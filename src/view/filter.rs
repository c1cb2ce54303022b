//! Task filters applied to the loaded board.

use crate::task::domain::{Priority, Task};
use chrono::NaiveDate;

/// Narrows the visible tasks by priority and due date.
///
/// An empty priority list shows every priority.
#[derive(Debug, Clone, Default, PartialEq, Eq)]
pub struct TaskFilter {
    priorities: Vec<Priority>,
    due_on: Option<NaiveDate>,
}

impl TaskFilter {
    /// Creates a filter that shows every task.
    #[must_use]
    pub fn new() -> Self {
        Self::default()
    }

    /// Shows only tasks with one of `priorities`.
    #[must_use]
    pub fn with_priorities(mut self, priorities: impl IntoIterator<Item = Priority>) -> Self {
        self.priorities = priorities.into_iter().collect();
        self.priorities.sort_by_key(|priority| priority.as_str());
        self.priorities.dedup();
        self
    }

    /// Shows only tasks due on `date`.
    #[must_use]
    pub const fn with_due_date(mut self, date: NaiveDate) -> Self {
        self.due_on = Some(date);
        self
    }

    /// Returns whether the filter hides nothing.
    #[must_use]
    pub const fn is_empty(&self) -> bool {
        self.priorities.is_empty() && self.due_on.is_none()
    }

    /// Returns whether `task` passes the filter.
    #[must_use]
    pub fn matches(&self, task: &Task) -> bool {
        let priority_ok =
            self.priorities.is_empty() || self.priorities.contains(&task.priority());
        let due_ok = self.due_on.is_none_or(|date| task.due_date() == Some(date));
        priority_ok && due_ok
    }
}
//! Kanban tasks and their lifecycle.
//!
//! Tasks are created at the end of a column, edited by admins, and moved
//! between columns by drag and drop. Moving a task between lanes restarts or
//! stops its reminder schedule, and every change is written to an
//! append-only history. The module follows hexagonal architecture:
//!
//! - Domain types in [`domain`]
//! - Port contracts in [`ports`]
//! - Adapter implementations in [`adapters`]
//! - Orchestration services in [`services`]

pub mod adapters;
pub mod domain;
pub mod ports;
pub mod services;

#[cfg(test)]
mod tests;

● ● ● ●

● **Goal of the exercise**
Only a number is needed: how many lines of the material above contain "bool"?

● **Exercise answer**
2